The semiconductor heat dissipation device comprises a semiconductor heat dissipation sheet, a temperature detection unit and a temperature upper limit alarm unit which are sequentially connected; the temperature detection unit is used for detecting the temperature of each component in the case in real time, so that the detection precision is prevented from being influenced and even an instrument is prevented from being damaged due to overhigh temperature; when the temperature detection unit detects that the temperature in the chassis is overhigh, the semiconductor cooling fin is controlled to strengthen the cooling intensity; when the temperature detection unit detects that the temperature in the case reaches the upper limit value, the temperature upper limit alarm unit gives an alarm, and at the moment, the instrument can be properly closed, so that the instrument is prevented from being used for a long time and being out of order.

The visual tracking system is used for calibrating the relative position of a mark point of a detected body and a detection port of the case, and comprises a visual tracker, an identification positioning module and a first pressure sensor arranged at the edge of the detection port; the visual tracker is used for detecting and tracking the position information of the mark points of the detected body; the identification positioning module is used for automatically identifying and positioning the position information of the mark point of the detected body detected by the visual tracker; the first pressure sensor is used for judging whether the detected body is tightly attached to the detection port or not. The relative position of the mark point of the detected body and the detection port is accurately adjusted through a visual tracking system, and the detection precision of the instrument is improved.

The structure of the multichannel analyzer is as follows: the amplifier, the standard linear gate, the wave crest delayer and the ADC are sequentially connected with the SCA and are respectively connected with the standard linear gate and the ADC.

Furthermore, the fixing device of the tested body comprises a fixing bracket, a fixing plate with a concave section and a bottom plate, and an inflating fixing device is arranged on the inner side of the fixing plate; the inflatable fixing device is divided into three parts which are respectively used for abutting against the left side, the right side and the rear side of the measured body, and a second pressure sensor is arranged on the surface of the contact side of the inflatable fixing device and the measured body; the bottom plate can vertically move up and down along the fixed support, and the surface of the bottom plate is provided with a cotton pad. The distance between the detection point and the detection port is accurately adjusted under the condition of ensuring the comfort degree of the detected body, so that the conditions of data abnormity and the like caused by interference on bone lead density detection of a human body due to movement or shaking of legs are prevented, and the bone lead density test data is accurate and reliable.

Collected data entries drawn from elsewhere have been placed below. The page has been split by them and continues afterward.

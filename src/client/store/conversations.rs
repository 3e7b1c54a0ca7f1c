//! # Local Conversation Operations
//!
//! CRUD for cached conversation snapshots. These are display fallbacks for
//! offline use - refreshed opportunistically whenever the API hands the
//! client a fresh list, never written back to the server.

use crate::client::store::{LocalStore, Result};
use crate::shared::error::SyncError;
use crate::shared::messaging::{
    Conversation, ConversationStatus, ConversationUrgency, ParticipantRole,
};
use sqlx::Row;
use uuid::Uuid;

impl LocalStore {
    /// Insert or overwrite a conversation snapshot; idempotent.
    pub async fn put_conversation(&self, conversation: &Conversation) -> Result<()> {
        sqlx::query(
            "INSERT OR REPLACE INTO conversations (
                id, patient_id, counselor_id, topic, urgency, status, created_at
            ) VALUES (?, ?, ?, ?, ?, ?, ?)",
        )
        .bind(conversation.id.to_string())
        .bind(conversation.patient_id.to_string())
        .bind(conversation.counselor_id.map(|id| id.to_string()))
        .bind(&conversation.topic)
        .bind(conversation.urgency.as_str())
        .bind(conversation.status.as_str())
        .bind(&conversation.created_at)
        .execute(self.pool())
        .await?;
        Ok(())
    }

    /// Cache a batch of snapshots in one transaction (list refresh)
    pub async fn put_conversations(&self, conversations: &[Conversation]) -> Result<()> {
        let mut tx = self.pool().begin().await?;
        for conversation in conversations {
            sqlx::query(
                "INSERT OR REPLACE INTO conversations (
                    id, patient_id, counselor_id, topic, urgency, status, created_at
                ) VALUES (?, ?, ?, ?, ?, ?, ?)",
            )
            .bind(conversation.id.to_string())
            .bind(conversation.patient_id.to_string())
            .bind(conversation.counselor_id.map(|id| id.to_string()))
            .bind(&conversation.topic)
            .bind(conversation.urgency.as_str())
            .bind(conversation.status.as_str())
            .bind(&conversation.created_at)
            .execute(&mut *tx)
            .await?;
        }
        tx.commit().await?;
        Ok(())
    }

    /// Fetch a single conversation snapshot
    pub async fn get_conversation(&self, conversation_id: &Uuid) -> Result<Option<Conversation>> {
        let row = sqlx::query(
            "SELECT id, patient_id, counselor_id, topic, urgency, status, created_at
             FROM conversations
             WHERE id = ?",
        )
        .bind(conversation_id.to_string())
        .fetch_optional(self.pool())
        .await?;

        match row {
            Some(row) => Ok(Some(row_to_conversation(&row)?)),
            None => Ok(None),
        }
    }

    /// Conversations a user participates in, looked up by role index
    pub async fn conversations_for_user(
        &self,
        user_id: &Uuid,
        role: ParticipantRole,
    ) -> Result<Vec<Conversation>> {
        let column = match role {
            ParticipantRole::Patient => "patient_id",
            ParticipantRole::Counselor => "counselor_id",
        };
        let query = format!(
            "SELECT id, patient_id, counselor_id, topic, urgency, status, created_at
             FROM conversations
             WHERE {} = ?
             ORDER BY created_at DESC",
            column
        );

        let rows = sqlx::query(&query)
            .bind(user_id.to_string())
            .fetch_all(self.pool())
            .await?;

        let mut conversations = Vec::with_capacity(rows.len());
        for row in rows {
            conversations.push(row_to_conversation(&row)?);
        }
        Ok(conversations)
    }

    /// Delete a conversation snapshot; absent id is a no-op.
    pub async fn delete_conversation(&self, conversation_id: &Uuid) -> Result<()> {
        sqlx::query("DELETE FROM conversations WHERE id = ?")
            .bind(conversation_id.to_string())
            .execute(self.pool())
            .await?;
        Ok(())
    }
}

/// Convert a database row to a Conversation
fn row_to_conversation(row: &sqlx::sqlite::SqliteRow) -> Result<Conversation> {
    let id: String = row.try_get("id")?;
    let patient_id: String = row.try_get("patient_id")?;
    let counselor_id: Option<String> = row.try_get("counselor_id")?;
    let urgency: String = row.try_get("urgency")?;
    let status: String = row.try_get("status")?;

    let counselor_id = match counselor_id {
        Some(raw) => Some(
            Uuid::parse_str(&raw)
                .map_err(|e| SyncError::storage(format!("corrupt counselor_id: {}", e)))?,
        ),
        None => None,
    };

    Ok(Conversation {
        id: Uuid::parse_str(&id).map_err(|e| SyncError::storage(format!("corrupt id: {}", e)))?,
        patient_id: Uuid::parse_str(&patient_id)
            .map_err(|e| SyncError::storage(format!("corrupt patient_id: {}", e)))?,
        counselor_id,
        topic: row.try_get("topic")?,
        urgency: ConversationUrgency::from_str(&urgency),
        status: ConversationStatus::from_str(&status),
        created_at: row.try_get("created_at")?,
    })
}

Furthermore, the bottom of the quadrangular frustum is positioned outside the groove and is sequentially provided with a sealing ring and a buckle, and the inner side of the case is positioned outside the detection port and is provided with a card slot matched with the buckle. The sealing ring is arranged around the center of the detection port, can shield scattered X-ray beams, and effectively avoids X-ray radiation at the detection port; play the positioning action through buckle and card slot cooperation, can install the pyramid platform on the detector fast, improved the accuracy of packaging efficiency and instrument detection data greatly.

Furthermore, the testing device also comprises an alarm prompting module, and the alarm prompting module is used for detecting system abnormity, alarming, detection preparation and detection completion reminding.

Furthermore, a plurality of working state indicator lamps are arranged on the case, each working state indicator lamp comprises an executable indicator lamp, a executing indicator lamp, an alarm indicator lamp and a fault indicator lamp, and the working state of the instrument is visually observed through the working state indicator lamps.

Further, the control terminal is a computer, and the communication module connected with the computer is a wireless communication module. Through wireless communication module, can realize the long-range real time control of instrument, need not to place computer and detecting instrument in same space during the detection, be favorable to the staff's of long-term operation instrument healthy.

Furthermore, the control terminal is a display operation device arranged on the chassis, the display operation device comprises a processing module, a control circuit and a control panel, and the processing module is respectively connected with the control circuit and the control panel; the control panel includes a display screen and a plurality of control buttons. The control terminal is directly arranged on the case without being specially equipped with a computer, so that the material consumption is reduced, and the convenience of using the instrument is improved. The display operation device further comprises a touch screen.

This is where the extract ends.